Last Updated: Tue Dec 18, 2012 13:39 pm (KSA) 10:39 am (GMT)

Saudi’s Naimi says global oil supply plentiful, demand good

Saudi Arabia’s oil minister, Ali al-Naimi. (Al Arabiya)
Saudi Arabia’s oil minister, Ali al-Naimi. (Al Arabiya)

Global oil supplies are plentiful and demand is good, while buyers and sellers are happy with current prices, top exporter Saudi Arabia’s oil minister Ali Al-Naimi said on Tuesday.

“You know my desire is that people leave the market alone,” Naimi told Reuters in an interview in Seoul. “You know why? Because everybody now is happy with where the prices are. Nobody is complaining about high prices or low prices.”

“They are no longer sky rocketing or falling down. So I will really leave the market alone.”

The oil minister had identified $100 a barrel as a suitable price earlier in the year. Brent crude is currently trading above $108 per barrel.

Asked if he was concerned about next year’s demand growth because of the global economic uncertainty, Naimi said: “Mechanisms are working well. Supply is plentiful, demand is good.”
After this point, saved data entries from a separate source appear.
#[cfg(test)]
mod tests {
    use super::*;
    use async_trait::async_trait;
    use serde_json::json;
    use std::sync::atomic::AtomicUsize;

    fn memory_cache() -> (Arc<MemoryStore>, ReadThroughCache) {
        let store = Arc::new(MemoryStore::new());
        let cache = ReadThroughCache::new(store.clone(), Duration::from_secs(3600));
        (store, cache)
    }

    /// Store whose every operation fails, as when Redis is down
    struct DownStore;

    #[async_trait]
    impl KeyValueStore for DownStore {
        async fn get(&self, _key: &str) -> Result<Option<Vec<u8>>> {
            Err(Error::StoreUnavailable("connection refused".to_string()))
        }

        async fn set(&self, _key: &str, _value: &[u8], _ttl: Duration) -> Result<()> {
            Err(Error::StoreUnavailable("connection refused".to_string()))
        }

        fn backend_type(&self) -> &'static str {
            "down"
        }
    }

    /// Store that reads fine but rejects writes
    struct ReadOnlyStore;

    #[async_trait]
    impl KeyValueStore for ReadOnlyStore {
        async fn get(&self, _key: &str) -> Result<Option<Vec<u8>>> {
            Ok(None)
        }

        async fn set(&self, _key: &str, _value: &[u8], _ttl: Duration) -> Result<()> {
            Err(Error::StoreUnavailable("READONLY".to_string()))
        }

        fn backend_type(&self) -> &'static str {
            "readonly"
        }
    }

    /// Memory store that records every write in order
    #[derive(Default)]
    struct RecordingStore {
        inner: MemoryStore,
        writes: parking_lot::Mutex<Vec<Vec<u8>>>,
    }

    impl RecordingStore {
        fn writes(&self) -> Vec<Value> {
            self.writes
                .lock()
                .iter()
                .map(|bytes| serde_json::from_slice(bytes).unwrap())
                .collect()
        }
    }

    #[async_trait]
    impl KeyValueStore for RecordingStore {
        async fn get(&self, key: &str) -> Result<Option<Vec<u8>>> {
            self.inner.get(key).await
        }

        async fn set(&self, key: &str, value: &[u8], ttl: Duration) -> Result<()> {
            self.writes.lock().push(value.to_vec());
            self.inner.set(key, value, ttl).await
        }

        fn backend_type(&self) -> &'static str {
            "recording"
        }
    }

    #[tokio::test]
    async fn test_miss_fetches_once_and_stores() {
        let (store, cache) = memory_cache();
        let calls = AtomicUsize::new(0);
        let payload = json!({"users": [{"id": 1, "name": "Ada"}]});

        let value = cache
            .get_or_fetch(
                "lms:users",
                || async {
                    calls.fetch_add(1, Ordering::SeqCst);
                    Ok(payload.clone())
                },
                None,
            )
            .await
            .unwrap();

        assert_eq!(value, payload);
        assert_eq!(calls.load(Ordering::SeqCst), 1);
        let stored = store.get("lms:users").await.unwrap().unwrap();
        assert_eq!(serde_json::from_slice::<Value>(&stored).unwrap(), payload);
    }

    #[tokio::test]
    async fn test_hit_avoids_fetch() {
        let (store, cache) = memory_cache();
        store
            .set("lms:courses", br#"{"courses":[]}"#, Duration::from_secs(60))
            .await
            .unwrap();
        let calls = AtomicUsize::new(0);

        let value = cache
            .get_or_fetch(
                "lms:courses",
                || async {
                    calls.fetch_add(1, Ordering::SeqCst);
                    Ok(json!("should not be fetched"))
                },
                None,
            )
            .await
            .unwrap();

        assert_eq!(value, json!({"courses": []}));
        assert_eq!(calls.load(Ordering::SeqCst), 0);
        assert_eq!(cache.stats().hits, 1);
        assert_eq!(cache.stats().misses, 0);
    }

    #[tokio::test]
    async fn test_hot_path_fetches_once() {
        let (_store, cache) = memory_cache();
        let calls = AtomicUsize::new(0);

        for _ in 0..5 {
            let value = cache
                .get_or_fetch(
                    "lms:users",
                    || async {
                        calls.fetch_add(1, Ordering::SeqCst);
                        Ok(json!({"users": [1, 2]}))
                    },
                    None,
                )
                .await
                .unwrap();
            assert_eq!(value, json!({"users": [1, 2]}));
        }

        assert_eq!(calls.load(Ordering::SeqCst), 1);
        let stats = cache.stats();
        assert_eq!(stats.hits, 4);
        assert_eq!(stats.misses, 1);
        assert!((stats.hit_rate - 0.8).abs() < f64::EPSILON);
    }

    #[tokio::test]
    async fn test_expiry_triggers_refetch() {
        let (store, cache) = memory_cache();
        let calls = AtomicUsize::new(0);
        let ttl = Some(Duration::from_millis(20));

        let fetch = |n: u64| {
            let calls = &calls;
            move || async move {
                calls.fetch_add(1, Ordering::SeqCst);
                Ok::<_, Error>(json!({"version": n}))
            }
        };

        let first = cache.get_or_fetch("lms:users", fetch(1), ttl).await.unwrap();
        assert_eq!(first, json!({"version": 1}));

        tokio::time::sleep(Duration::from_millis(40)).await;

        let second = cache.get_or_fetch("lms:users", fetch(2), ttl).await.unwrap();
        assert_eq!(second, json!({"version": 2}));
        assert_eq!(calls.load(Ordering::SeqCst), 2);

        let stored = store.get("lms:users").await.unwrap().unwrap();
        assert_eq!(
            serde_json::from_slice::<Value>(&stored).unwrap(),
            json!({"version": 2})
        );
    }

    #[tokio::test]
    async fn test_fetch_failure_is_not_cached() {
        let (store, cache) = memory_cache();

        let result = cache
            .get_or_fetch(
                "lms:users",
                || async {
                    Err(Error::FetchFailed {
                        status: Some(503),
                        message: "LMS unavailable".to_string(),
                    })
                },
                None,
            )
            .await;

        assert!(matches!(
            result,
            Err(Error::FetchFailed {
                status: Some(503),
                ..
            })
        ));
        assert_eq!(store.get("lms:users").await.unwrap(), None);
        assert_eq!(cache.stats().fetch_failures, 1);

        // The next call fetches again rather than serving a cached failure
        let value = cache
            .get_or_fetch("lms:users", || async { Ok(json!([])) }, None)
            .await
            .unwrap();
        assert_eq!(value, json!([]));
    }

    #[tokio::test]
    async fn test_failed_refresh_of_expired_entry_writes_nothing() {
        let store = Arc::new(RecordingStore::default());
        let cache = ReadThroughCache::new(store.clone(), Duration::from_secs(3600));
        store
            .inner
            .set("lms:users", br#"{"users":["stale"]}"#, Duration::from_millis(20))
            .await
            .unwrap();

        tokio::time::sleep(Duration::from_millis(40)).await;

        let calls = AtomicUsize::new(0);
        let result = cache
            .get_or_fetch(
                "lms:users",
                || async {
                    calls.fetch_add(1, Ordering::SeqCst);
                    Err(Error::FetchFailed {
                        status: Some(502),
                        message: "LMS returned 502 Bad Gateway".to_string(),
                    })
                },
                None,
            )
            .await;

        assert!(matches!(result, Err(Error::FetchFailed { .. })));
        assert_eq!(calls.load(Ordering::SeqCst), 1);
        assert!(store.writes().is_empty());
        assert_eq!(store.get("lms:users").await.unwrap(), None);
    }

    #[tokio::test]
    async fn test_concurrent_misses_each_fetch_and_last_write_wins() {
        let store = Arc::new(RecordingStore::default());
        let cache = ReadThroughCache::new(store.clone(), Duration::from_secs(3600));
        let calls = AtomicUsize::new(0);
        // Neither fetch completes until both callers have missed
        let barrier = tokio::sync::Barrier::new(2);

        let fetch = |writer: u64| {
            let calls = &calls;
            let barrier = &barrier;
            move || async move {
                calls.fetch_add(1, Ordering::SeqCst);
                barrier.wait().await;
                Ok::<_, Error>(json!({"writer": writer}))
            }
        };

        let (first, second) = tokio::time::timeout(Duration::from_secs(5), async {
            tokio::join!(
                cache.get_or_fetch("lms:users", fetch(1), None),
                cache.get_or_fetch("lms:users", fetch(2), None),
            )
        })
        .await
        .unwrap();

        assert_eq!(first.unwrap(), json!({"writer": 1}));
        assert_eq!(second.unwrap(), json!({"writer": 2}));
        assert_eq!(calls.load(Ordering::SeqCst), 2);
        assert_eq!(cache.stats().misses, 2);

        let writes = store.writes();
        assert_eq!(writes.len(), 2);
        let stored = store.get("lms:users").await.unwrap().unwrap();
        assert_eq!(
            serde_json::from_slice::<Value>(&stored).unwrap(),
            writes[1]
        );
    }

    #[tokio::test]
    async fn test_store_failure_skips_fetch() {
        let cache = ReadThroughCache::new(Arc::new(DownStore), Duration::from_secs(3600));
        let calls = AtomicUsize::new(0);

        let result = cache
            .get_or_fetch(
                "lms:users",
                || async {
                    calls.fetch_add(1, Ordering::SeqCst);
                    Ok(json!({}))
                },
                None,
            )
            .await;

        assert!(matches!(result, Err(Error::StoreUnavailable(_))));
        assert_eq!(calls.load(Ordering::SeqCst), 0);
        assert_eq!(cache.stats().store_errors, 1);
    }

    #[tokio::test]
    async fn test_store_write_failure_is_reported() {
        let cache = ReadThroughCache::new(Arc::new(ReadOnlyStore), Duration::from_secs(3600));

        let result = cache
            .get_or_fetch("lms:courses", || async { Ok(json!([])) }, None)
            .await;

        assert!(matches!(result, Err(Error::StoreUnavailable(_))));
    }

    #[tokio::test]
    async fn test_undecodable_entry_is_refetched() {
        let (store, cache) = memory_cache();
        store
            .set("lms:users", b"not json", Duration::from_secs(60))
            .await
            .unwrap();

        let value = cache
            .get_or_fetch("lms:users", || async { Ok(json!({"users": []})) }, None)
            .await
            .unwrap();

        assert_eq!(value, json!({"users": []}));
        let stored = store.get("lms:users").await.unwrap().unwrap();
        assert_eq!(stored, br#"{"users":[]}"#.to_vec());
    }

    #[tokio::test]
    async fn test_rejects_empty_key_and_zero_ttl() {
        let (_store, cache) = memory_cache();

        let empty_key = cache
            .get_or_fetch("", || async { Ok(json!(1)) }, None)
            .await;
        assert!(matches!(empty_key, Err(Error::InvalidArgument(_))));

        let zero_ttl = cache
            .get_or_fetch("lms:users", || async { Ok(json!(1)) }, Some(Duration::ZERO))
            .await;
        assert!(matches!(zero_ttl, Err(Error::InvalidArgument(_))));
    }

    #[tokio::test]
    async fn test_keys_are_independent() {
        let (_store, cache) = memory_cache();

        cache
            .get_or_fetch("lms:users", || async { Ok(json!("users")) }, None)
            .await
            .unwrap();
        let courses = cache
            .get_or_fetch("lms:courses", || async { Ok(json!("courses")) }, None)
            .await
            .unwrap();

        assert_eq!(courses, json!("courses"));
        assert_eq!(cache.stats().misses, 2);
    }

    #[test]
    fn test_stats_snapshot_defaults() {
        let (_store, cache) = memory_cache();
        let stats = cache.stats();
        assert_eq!(stats.backend, "memory");
        assert_eq!(stats.default_ttl_secs, 3600);
        assert_eq!(stats.hits, 0);
        assert!(stats.hit_rate.abs() < f64::EPSILON);
    }
}
//! In-process key-value store with TTL expiry
//!
//! Entries carry their insertion instant and lifetime; expired entries are
//! evicted lazily on read and in bulk by [`MemoryStore::evict_expired`].

use std::sync::atomic::{AtomicU64, Ordering};
use std::time::{Duration, Instant};

use async_trait::async_trait;
use dashmap::DashMap;

use super::store::KeyValueStore;
use crate::Result;

/// Thread-safe in-memory store with TTL expiry
pub struct MemoryStore {
    /// Entries keyed by cache key
    entries: DashMap<String, StoredEntry>,
    /// Total evictions (expired entries removed)
    evictions: AtomicU64,
}

/// A stored payload with TTL metadata
struct StoredEntry {
    /// Raw payload bytes
    value: Vec<u8>,
    /// When this entry was written
    stored_at: Instant,
    /// Time-to-live duration
    ttl: Duration,
}

impl StoredEntry {
    /// Check if this entry has expired
    fn is_expired(&self) -> bool {
        Instant::now().duration_since(self.stored_at) >= self.ttl
    }
}

impl MemoryStore {
    /// Create a new empty store
    #[must_use]
    pub fn new() -> Self {
        Self {
            entries: DashMap::new(),
            evictions: AtomicU64::new(0),
        }
    }

    /// Number of entries currently held, expired or not
    #[must_use]
    pub fn len(&self) -> usize {
        self.entries.len()
    }

    /// Whether the store holds no entries
    #[must_use]
    pub fn is_empty(&self) -> bool {
        self.entries.is_empty()
    }

    /// Total number of evicted entries
    #[must_use]
    pub fn evictions(&self) -> u64 {
        self.evictions.load(Ordering::Relaxed)
    }

    /// Evict expired entries (background maintenance)
    ///
    /// Returns the number of entries removed.
    pub fn evict_expired(&self) -> usize {
        let before = self.entries.len();
        self.entries.retain(|_, entry| !entry.is_expired());
        let count = before.saturating_sub(self.entries.len());

        if count > 0 {
            self.evictions.fetch_add(count as u64, Ordering::Relaxed);
        }
        count
    }
}

impl Default for MemoryStore {
    fn default() -> Self {
        Self::new()
    }
}

#[async_trait]
impl KeyValueStore for MemoryStore {
    async fn get(&self, key: &str) -> Result<Option<Vec<u8>>> {
        let Some(entry) = self.entries.get(key) else {
            return Ok(None);
        };

        if entry.is_expired() {
            drop(entry);
            // Re-check under the write lock; a concurrent writer may have refreshed it
            if self
                .entries
                .remove_if(key, |_, entry| entry.is_expired())
                .is_some()
            {
                self.evictions.fetch_add(1, Ordering::Relaxed);
            }
            return Ok(None);
        }

        Ok(Some(entry.value.clone()))
    }

    async fn set(&self, key: &str, value: &[u8], ttl: Duration) -> Result<()> {
        let entry = StoredEntry {
            value: value.to_vec(),
            stored_at: Instant::now(),
            ttl,
        };
        self.entries.insert(key.to_string(), entry);
        Ok(())
    }

    fn backend_type(&self) -> &'static str {
        "memory"
    }
}
//! Core utilities for depsweep.
//!
//! This crate provides the building blocks for finding which declared
//! dependencies of a JavaScript/TypeScript project are referenced by its source:
//! - Reading the declared dependencies from `package.json`
//! - Discovering source files under a project root
//! - Extracting `import`/`require` references from JS/TS/JSX/Vue/Svelte files
//! - Resolving import paths to package names (scoped and submodule forms)

mod collector;
mod config;
mod constants;
mod manifest;
mod parser;
mod resolver;
mod types;

// Re-export public API
pub use collector::{CollectorConfig, SourceFiles, collect_sources};
pub use config::{find_project_root, resolve_root};
pub use constants::{
    BUILTIN_MODULES, COMPONENT_EXTENSIONS, EXCLUDED_DIRS, INSTALL_DIR, MANIFEST_FILE,
    SELF_PACKAGE_NAME, SOURCE_EXTENSIONS,
};
pub use manifest::{
    DeclaredDependencies, DeclaredDependency, ManifestError, manifest_path, parse_manifest,
    read_manifest,
};
pub use parser::{Dialect, extract_imports, imports_for};
pub use resolver::{is_builtin_module, resolve, resolve_package_name};
pub use types::{FileAnalysisError, ImportKind, ImportReference, Probe};
use anyhow::{Context, Result};
use dashmap::DashSet;
use depsweep_core::{FileAnalysisError, collect_sources, imports_for, read_manifest, resolve_root};
use log::{debug, info, trace, warn};
use rayon::prelude::*;
use std::{path::PathBuf, thread};

use crate::{
    config::Config,
    packages::inspect_packages,
    reconciler::{file_usage, reconcile},
    report::{ReportParts, build_result},
    types::AnalysisResult,
};

/// Runs one analysis.
///
/// Fails only when the project manifest cannot be read (the error downcasts to
/// [`depsweep_core::ManifestError`]) or no root can be determined. Any other
/// problem is recorded in [`AnalysisResult::errors`].
pub fn run_unused_check(cfg: Config) -> Result<AnalysisResult> {
    info!("Starting unused dependency check");

    let root =
        resolve_root(cfg.root.as_deref()).context("Failed to determine the project root")?;
    info!("Using root directory: {}", root.display());

    let declared = read_manifest(&root, cfg.dev)?;
    info!("Manifest declares {} dependencies (dev included: {})", declared.len(), cfg.dev);

    let collector_cfg = cfg.collector_config(&root);
    let mut errors: Vec<FileAnalysisError> = Vec::new();
    let mut files: Vec<PathBuf> = Vec::new();
    for res in collect_sources(&collector_cfg) {
        match res {
            Ok(file) => files.push(file),
            Err(e) => {
                warn!("{}", e);
                errors.push(FileAnalysisError::new(&root, e.to_string()));
            }
        }
    }
    if files.is_empty() {
        warn!("No source files found under {}", root.display());
    }
    info!("Processing {} source files in parallel", files.len());

    let used: DashSet<String> = DashSet::new();
    let file_errors: Vec<FileAnalysisError> = files
        .par_iter()
        .filter_map(|file| {
            trace!("Thread {:?} processing: {}", thread::current().id(), file.display());
            match imports_for(&root, file) {
                Ok(refs) => {
                    for name in file_usage(&declared, &refs) {
                        used.insert(name);
                    }
                    None
                }
                Err(e) => {
                    warn!("Error analyzing {}: {}", file.display(), e.message);
                    Some(e)
                }
            }
        })
        .collect();
    errors.extend(file_errors);

    let reconciled = reconcile(&declared, used);
    info!(
        "Found {} used and {} unused dependencies",
        reconciled.used.len(),
        reconciled.unused.len()
    );

    let inspections = inspect_packages(&root, &declared, reconciled.reported_names());
    debug!("Inspected {} installed packages", inspections.len());

    let result = build_result(
        &declared,
        ReportParts {
            reconciled,
            inspections,
            errors,
            includes_dev_dependencies: cfg.dev,
            files_analyzed: files.len(),
        },
    );

    info!("Unused dependency check complete with {} errors", result.errors.len());
    Ok(result)
}
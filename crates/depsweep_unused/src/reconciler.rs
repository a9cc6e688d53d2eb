use depsweep_core::{DeclaredDependencies, ImportReference, SELF_PACKAGE_NAME, resolve};
use log::{debug, trace};
use std::collections::BTreeSet;

/// Declared names referenced by one file's imports.
pub fn file_usage(declared: &DeclaredDependencies, refs: &[ImportReference]) -> BTreeSet<String> {
    let mut used = BTreeSet::new();
    for r in refs {
        if let Some(name) = resolve(r)
            && declared.contains(name)
        {
            trace!("'{}' in {} uses {}", r.raw_path, r.origin_file.display(), name);
            used.insert(name.to_string());
        }
    }
    used
}

/// Names never classified as used or unused: the project itself and this tool.
pub fn is_self_name(declared: &DeclaredDependencies, name: &str) -> bool {
    name == SELF_PACKAGE_NAME || declared.project_name.as_deref() == Some(name)
}

#[derive(Debug, Clone, Default, PartialEq, Eq)]
pub struct Reconciled {
    pub used: BTreeSet<String>,
    pub unused: BTreeSet<String>,
}

impl Reconciled {
    /// `used ∪ unused`, in name order.
    pub fn reported_names(&self) -> BTreeSet<&str> {
        self.used.iter().chain(&self.unused).map(String::as_str).collect()
    }
}

/// Splits the declared set into used and unused given every referenced name.
pub fn reconcile<I>(declared: &DeclaredDependencies, referenced: I) -> Reconciled
where
    I: IntoIterator<Item = String>,
{
    let used: BTreeSet<String> = referenced
        .into_iter()
        .filter(|name| declared.contains(name) && !is_self_name(declared, name))
        .collect();

    let unused: BTreeSet<String> = declared
        .names()
        .filter(|name| !used.contains(*name) && !is_self_name(declared, name))
        .map(str::to_string)
        .collect();

    debug!("Reconciled {} used and {} unused dependencies", used.len(), unused.len());
    Reconciled { used, unused }
}
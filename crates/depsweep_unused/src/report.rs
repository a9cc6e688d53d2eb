use depsweep_core::{DeclaredDependencies, FileAnalysisError};
use log::{debug, warn};
use std::collections::BTreeMap;

use crate::{
    packages::{PackageInspection, install_path},
    reconciler::Reconciled,
    types::{AnalysisResult, PackageDetail},
};

/// Everything gathered during a run, ready to be joined into a result.
#[derive(Debug, Default)]
pub struct ReportParts {
    pub reconciled: Reconciled,
    pub inspections: Vec<PackageInspection>,
    pub errors: Vec<FileAnalysisError>,
    pub includes_dev_dependencies: bool,
    pub files_analyzed: usize,
}

/// Joins the parts into an [`AnalysisResult`].
///
/// Every used or unused name gets a detail entry; one that the inspection step
/// did not produce is filled with the declared version and size 0.
pub fn build_result(declared: &DeclaredDependencies, parts: ReportParts) -> AnalysisResult {
    let ReportParts { reconciled, inspections, mut errors, includes_dev_dependencies, files_analyzed } =
        parts;

    let mut package_details: BTreeMap<String, PackageDetail> = BTreeMap::new();
    for inspection in inspections {
        if !reconciled.used.contains(&inspection.name) && !reconciled.unused.contains(&inspection.name)
        {
            continue;
        }
        errors.extend(inspection.errors.iter().cloned());
        package_details.insert(inspection.name.clone(), inspection.detail());
    }

    for name in reconciled.reported_names() {
        if package_details.contains_key(name) {
            continue;
        }
        warn!("No package details for {}, using declared version", name);
        let version = declared.get(name).map(|d| d.version_range.clone()).unwrap_or_default();
        errors.push(FileAnalysisError::new(install_path(name), "package details unavailable"));
        package_details.insert(
            name.to_string(),
            PackageDetail { name: name.to_string(), version, size_bytes: 0 },
        );
    }

    debug!(
        "Built result: {} used, {} unused, {} errors",
        reconciled.used.len(),
        reconciled.unused.len(),
        errors.len()
    );

    AnalysisResult {
        used: reconciled.used,
        unused: reconciled.unused,
        package_details,
        errors,
        includes_dev_dependencies,
        files_analyzed,
    }
}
On the supply front, he noted high U.S. production along with a recovery in output from Iraq and Libya.
Last year, Saudi Arabia was pumping crude at an elevated rate, a step the kingdom had initially taken to plug the supply gap left from this year’s disruption to Libyan oil exports.
“The Kingdom produced a special blend of crude similar to Libyan oil to compensate for the gap in Libyan oil production and to meet demand,” al-Naimi told Al Arabiya in October 2011.
“In 2012, demand will increase to 1.1 million barrels, and will rise to 1.3 million barrels in 2013,” al-Naimi had projected.
But OPEC will likely cut its oil production next year as prices risk falling in reaction to higher output from top crude consumer the United States and amid a slowing of energy demand growth, analysts say.

The Organization of Petroleum Exporting Countries (OPEC) decided on Wednesday to hold its oil output ceiling at 30 million barrels per day, which stands about one mbd below the cartel’s actual production.
At a ministerial meeting in Vienna -- where OPEC is based -- its 12 member countries also chose to re-appoint Secretary-General Abdullah El-Badri to head the group for another year after failing to agree on a new leader.

“When you look at the price now, there is not concern at this time,” El-Badri told reporters at a post-meeting press conference in the Austrian capital on Thursday.

“I think the current price, at $110 (a barrel for benchmark Brent crude), is acceptable for both producers and consumers.”

OPEC said on Wednesday that “the biggest challenge facing global oil markets in 2013 is uncertainty surrounding the global economy, with the fragility of the eurozone remaining a major concern.”